Various cultures throughout Africa utilize insects for many things and have developed unique interactions with insects: as food sources, for sale or trade in markets, or for use in traditional practices and rituals, as ethnomedicine or as part of their traditional ecological knowledge. As food, also known as entomophagy, a variety of insects are collected as part of a protein rich source of nutrition for marginal communities. Entomophagy had been part of traditional culture throughout Africa, though this activity has been diminishing gradually with the influx of Western culture and market economies. Often the collection of insects for food has been the activity of children, both male and female.

Within Southern Africa different communities have established practices for regulating and maintaining their insect harvests. Some groups, through taboos, ritual, and hierarchical organizational structures acting as regulating bodies, have maintained their traditional practice for centuries. They monitor the development of certain caterpillar species' life cycles to ensure proper time frame for harvesting and sustainability.

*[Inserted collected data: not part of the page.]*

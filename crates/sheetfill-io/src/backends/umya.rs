#![cfg(feature = "umya")]

//! Template transformer over the `umya-spreadsheet` xlsx codec.
//!
//! The workbook is read eagerly and snapshotted cell by cell into template
//! data; cell comments become the annotation source the area builder reads.
//! Fills write straight into the live [`Spreadsheet`], so styles, column
//! widths and everything else umya round-trips survive untouched.

use std::io::Write;
use std::path::Path;

use rustc_hash::FxHashMap;
use tracing::debug;
use umya_spreadsheet::{CellRawValue, CellValue, Spreadsheet, Style, Worksheet, reader, writer};

use sheetfill_common::{AreaRef, CellRef, Value};
use sheetfill_engine::transform::{CellData, CellWrite, DocumentTransformer, FormulaParams};
use sheetfill_engine::{Context, ImageKind, TemplateError};

use crate::IoError;

/// [`DocumentTransformer`] backed by an umya [`Spreadsheet`].
///
/// The template snapshot is taken when the transformer is built; mutate the
/// book through [`UmyaTransformer::book_mut`] only to inspect or post-process
/// a finished fill.
pub struct UmyaTransformer {
    book: Spreadsheet,
    template: FxHashMap<CellRef, CellData>,
    comments: FxHashMap<CellRef, String>,
}

impl UmyaTransformer {
    /// Read an xlsx template from disk.
    pub fn open_path(path: impl AsRef<Path>) -> Result<Self, IoError> {
        let mut book =
            reader::xlsx::read(path.as_ref()).map_err(|e| IoError::Xlsx(e.to_string()))?;
        for i in 0..book.get_sheet_count() {
            book.read_sheet(i);
        }
        Ok(Self::from_book(book))
    }

    /// Wrap an already loaded workbook.
    pub fn from_book(book: Spreadsheet) -> Self {
        let (template, comments) = snapshot(&book);
        debug!(
            sheets = book.get_sheet_count(),
            cells = template.len(),
            comments = comments.len(),
            "xlsx template snapshot"
        );
        UmyaTransformer {
            book,
            template,
            comments,
        }
    }

    /// Attach an annotation as if the workbook carried it as a cell comment.
    pub fn annotate(&mut self, cell: CellRef, text: impl Into<String>) {
        self.comments.insert(cell, text.into());
    }

    pub fn save_path(&self, path: impl AsRef<Path>) -> Result<(), IoError> {
        writer::xlsx::write(&self.book, path.as_ref()).map_err(|e| IoError::Xlsx(e.to_string()))
    }

    pub fn book(&self) -> &Spreadsheet {
        &self.book
    }

    pub fn book_mut(&mut self) -> &mut Spreadsheet {
        &mut self.book
    }

    fn sheet(&self, name: &str) -> Option<&Worksheet> {
        self.book.get_sheet_by_name(name)
    }

    fn sheet_mut(&mut self, name: &str) -> Result<&mut Worksheet, TemplateError> {
        self.book
            .get_sheet_by_name_mut(name)
            .ok_or_else(|| TemplateError::sheet(name, "no such sheet"))
    }

    fn cell_style(&self, at: &CellRef) -> Option<Style> {
        let cell = self.sheet(&at.sheet)?.get_cell((at.col + 1, at.row + 1))?;
        Some(cell.get_style().clone())
    }
}

/// Capture every non-empty cell and every cell comment, 0-based.
fn snapshot(book: &Spreadsheet) -> (FxHashMap<CellRef, CellData>, FxHashMap<CellRef, String>) {
    let mut template = FxHashMap::default();
    let mut comments = FxHashMap::default();
    for i in 0..book.get_sheet_count() {
        let Some(ws) = book.get_sheet(&i) else {
            continue;
        };
        let name = ws.get_name().to_string();
        for cell in ws.get_cell_collection() {
            let coord = cell.get_coordinate();
            let at = CellRef::new(
                name.clone(),
                *coord.get_row_num() - 1,
                *coord.get_col_num() - 1,
            );
            let cv = cell.get_cell_value();
            if cv.is_formula() && !cv.get_formula().is_empty() {
                let text = cv.get_formula();
                let data = CellData::from_formula(text.strip_prefix('=').unwrap_or(text));
                template.insert(at, data);
            } else if let Some(value) = convert_value(cv) {
                template.insert(at, CellData::from_value(value));
            }
        }
        for comment in ws.get_comments() {
            let text = comment.get_text().get_text().to_string();
            if text.trim().is_empty() {
                continue;
            }
            let coord = comment.get_coordinate();
            let at = CellRef::new(
                name.clone(),
                *coord.get_row_num() - 1,
                *coord.get_col_num() - 1,
            );
            comments.insert(at, text);
        }
    }
    (template, comments)
}

fn convert_value(cv: &CellValue) -> Option<Value> {
    let raw = cv.get_raw_value();
    if raw.is_empty() {
        return None;
    }
    if raw.is_error() {
        // keep the error literal as text so replay reproduces it
        return Some(Value::Text(cv.get_value().to_string()));
    }
    match raw {
        CellRawValue::Numeric(n) => Some(Value::Number(*n)),
        CellRawValue::Bool(b) => Some(Value::Bool(*b)),
        CellRawValue::String(s) => Some(Value::Text(s.to_string())),
        CellRawValue::RichText(rt) => Some(Value::Text(rt.get_text().to_string())),
        CellRawValue::Lazy(s) => {
            let text = s.as_ref();
            if let Ok(n) = text.parse::<f64>() {
                Some(Value::Number(n))
            } else if text.eq_ignore_ascii_case("TRUE") {
                Some(Value::Bool(true))
            } else if text.eq_ignore_ascii_case("FALSE") {
                Some(Value::Bool(false))
            } else {
                Some(Value::Text(text.to_string()))
            }
        }
        CellRawValue::Error(_) => unreachable!(),
        CellRawValue::Empty => None,
    }
}

/// Write a plain value, dropping any formula the slot carried.
fn put_value(ws: &mut Worksheet, at: &CellRef, value: &Value) {
    let pos = (at.col + 1, at.row + 1);
    let style = ws.get_cell(pos).map(|c| c.get_style().clone());
    ws.remove_cell(pos);
    let cell = ws.get_cell_mut(pos);
    if let Some(style) = style {
        cell.set_style(style);
    }
    match value {
        Value::Empty => {
            cell.set_blank();
        }
        Value::Bool(b) => {
            cell.set_value_bool(*b);
        }
        Value::Int(i) => {
            cell.set_value_number(*i as f64);
        }
        Value::Number(n) => {
            cell.set_value_number(*n);
        }
        Value::Text(s) => {
            cell.set_value(s.as_str());
        }
        other => {
            cell.set_value(other.to_string());
        }
    }
}

impl DocumentTransformer for UmyaTransformer {
    fn transform_cell(
        &mut self,
        src: &CellRef,
        target: &CellRef,
        ctx: &mut Context,
        update_row_height: bool,
    ) -> Result<(), TemplateError> {
        let Some(data) = self.template.get(src) else {
            return Ok(());
        };
        let write = data.evaluate(ctx)?;
        self.template
            .get_mut(src)
            .expect("snapshot entry checked above")
            .record_target(target.clone());
        let style = self.cell_style(src);
        let ws = self.sheet_mut(&target.sheet)?;
        match write {
            CellWrite::Value(value) => put_value(ws, target, &value),
            CellWrite::Formula(text) => {
                // the formula pass rewrites references afterwards
                let cell = ws.get_cell_mut((target.col + 1, target.row + 1));
                cell.set_formula(text.trim_start_matches('=').to_string());
            }
        }
        if let Some(style) = style {
            ws.get_cell_mut((target.col + 1, target.row + 1))
                .set_style(style);
        }
        if update_row_height {
            if let Some(height) = self.row_height(&src.sheet, src.row) {
                self.set_row_height(&target.sheet, target.row, height)?;
            }
        }
        Ok(())
    }

    fn cell_data(&self, cell: &CellRef) -> Option<&CellData> {
        self.template.get(cell)
    }

    fn cell_comment(&self, cell: &CellRef) -> Option<String> {
        self.comments.get(cell).cloned()
    }

    fn commented_cells(&self) -> Vec<(CellRef, String)> {
        let order: FxHashMap<String, usize> = self
            .sheet_names()
            .into_iter()
            .enumerate()
            .map(|(i, name)| (name, i))
            .collect();
        let mut out: Vec<(CellRef, String)> = self
            .comments
            .iter()
            .map(|(cell, text)| (cell.clone(), text.clone()))
            .collect();
        out.sort_by_key(|(cell, _)| {
            (
                order.get(&cell.sheet).copied().unwrap_or(usize::MAX),
                cell.row,
                cell.col,
            )
        });
        out
    }

    fn formula_cells(&self) -> Vec<CellRef> {
        let mut out: Vec<CellRef> = self
            .template
            .iter()
            .filter(|(_, data)| data.is_formula())
            .map(|(cell, _)| cell.clone())
            .collect();
        out.sort_by_key(|cell| (cell.sheet.clone(), cell.row, cell.col));
        out
    }

    fn sheet_names(&self) -> Vec<String> {
        let count = self.book.get_sheet_count();
        let mut names = Vec::with_capacity(count);
        for i in 0..count {
            if let Some(sheet) = self.book.get_sheet(&i) {
                names.push(sheet.get_name().to_string());
            }
        }
        names
    }

    fn set_cell_value(&mut self, cell: &CellRef, value: Value) -> Result<(), TemplateError> {
        let ws = self.sheet_mut(&cell.sheet)?;
        put_value(ws, cell, &value);
        Ok(())
    }

    fn set_formula(&mut self, cell: &CellRef, formula: &str) -> Result<(), TemplateError> {
        let ws = self.sheet_mut(&cell.sheet)?;
        ws.get_cell_mut((cell.col + 1, cell.row + 1))
            .set_formula(formula.trim_start_matches('=').to_string());
        Ok(())
    }

    fn clear_cell(&mut self, cell: &CellRef) -> Result<(), TemplateError> {
        if let Some(ws) = self.book.get_sheet_by_name_mut(&cell.sheet) {
            ws.remove_cell((cell.col + 1, cell.row + 1));
        }
        Ok(())
    }

    fn set_formula_params(
        &mut self,
        cell: &CellRef,
        params: FormulaParams,
    ) -> Result<(), TemplateError> {
        self.template
            .entry(cell.clone())
            .or_insert_with(|| CellData::from_value(Value::Empty))
            .params = Some(params);
        Ok(())
    }

    fn clone_sheet(&mut self, src: &str, new_name: &str) -> Result<(), TemplateError> {
        if self.book.get_sheet_by_name(new_name).is_some() {
            return Err(TemplateError::sheet(new_name, "sheet already exists"));
        }
        let Some(ws) = self.book.get_sheet_by_name(src) else {
            return Err(TemplateError::sheet(src, "no such sheet"));
        };
        let mut copy = ws.clone();
        copy.set_name(new_name);
        self.book
            .add_sheet(copy)
            .map_err(|e| TemplateError::sheet(new_name, e))?;
        Ok(())
    }

    fn delete_sheet(&mut self, name: &str) -> Result<(), TemplateError> {
        self.book
            .remove_sheet_by_name(name)
            .map_err(|_| TemplateError::sheet(name, "no such sheet"))
    }

    fn hide_sheet(&mut self, name: &str) -> Result<(), TemplateError> {
        self.sheet_mut(name)?.set_sheet_state("hidden".to_string());
        Ok(())
    }

    fn merge_cells(&mut self, area: &AreaRef) -> Result<(), TemplateError> {
        let range = format!(
            "{}:{}",
            area.first_cell.cell_name(),
            area.last_cell().cell_name()
        );
        self.sheet_mut(&area.first_cell.sheet)?.add_merge_cells(range);
        Ok(())
    }

    fn add_image(
        &mut self,
        area: &AreaRef,
        data: &[u8],
        kind: ImageKind,
    ) -> Result<(), TemplateError> {
        let _ = (data, kind);
        Err(TemplateError::transform(
            area.first_cell.clone(),
            "image embedding is not supported by the xlsx codec",
        ))
    }

    fn row_height(&self, sheet: &str, row: u32) -> Option<f64> {
        let height = *self.sheet(sheet)?.get_row_dimension(&(row + 1))?.get_height();
        (height > 0.0).then_some(height)
    }

    fn col_width(&self, sheet: &str, col: u32) -> Option<f64> {
        let width = *self
            .sheet(sheet)?
            .get_column_dimension_by_number(&(col + 1))?
            .get_width();
        (width > 0.0).then_some(width)
    }

    fn set_row_height(&mut self, sheet: &str, row: u32, height: f64) -> Result<(), TemplateError> {
        self.sheet_mut(sheet)?
            .get_row_dimension_mut(&(row + 1))
            .set_height(height);
        Ok(())
    }

    fn auto_size_row(&mut self, sheet: &str, row: u32) -> Result<(), TemplateError> {
        debug!(sheet, row, "xlsx codec leaves row autosizing to the consumer");
        Ok(())
    }

    fn reset_tracking(&mut self) {
        for data in self.template.values_mut() {
            data.clear_targets();
        }
    }

    fn write_to(&mut self, out: &mut dyn Write) -> Result<(), TemplateError> {
        let mut buf: Vec<u8> = Vec::new();
        writer::xlsx::write_writer(&self.book, &mut buf)
            .map_err(|e| TemplateError::sheet("<output>", e))?;
        out.write_all(&buf)
            .map_err(|e| TemplateError::sheet("<output>", e))
    }
}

Understanding the diversity of relationships to nature is a crucial aspect of fully grasping and contending with the challenges of modernity and ecology. According to the Food and Agriculture Organization of the United Nations report from January 2012, it has been recommended that insects be utilized both for human consumption as well as for animal feed. However, as the climate changes many agencies are reporting on the risk of the decline in insect populations within the larger ongoing phenomenon of biodiversity loss and how it may affect the world's ecology.

==Blouberg, Limpopo==

Maize is a staple crop of Blouberg, Limpopo. Yet due to the processing methods of removing the germ and pericarp, maize is a poor source of protein which often requires supplementation. Within the Blouberg Region, Limpopo, there are some 30 species of insect which are considered edible, and of those, the caterpillar Hemijana variegata Rothschild (Lepidoptera: Eupterotidae) is considered a delicacy while being nutritionally sound. Depending on how it is prepared, the nutritional values of protein, carbohydrate, fat, and essential vitamins varies. According to B.A. Egan et al. (2014) the fortification of staple cereals with insects would positively affect the protein content of the community's diet, and should be promoted as a healthy alternative to beef.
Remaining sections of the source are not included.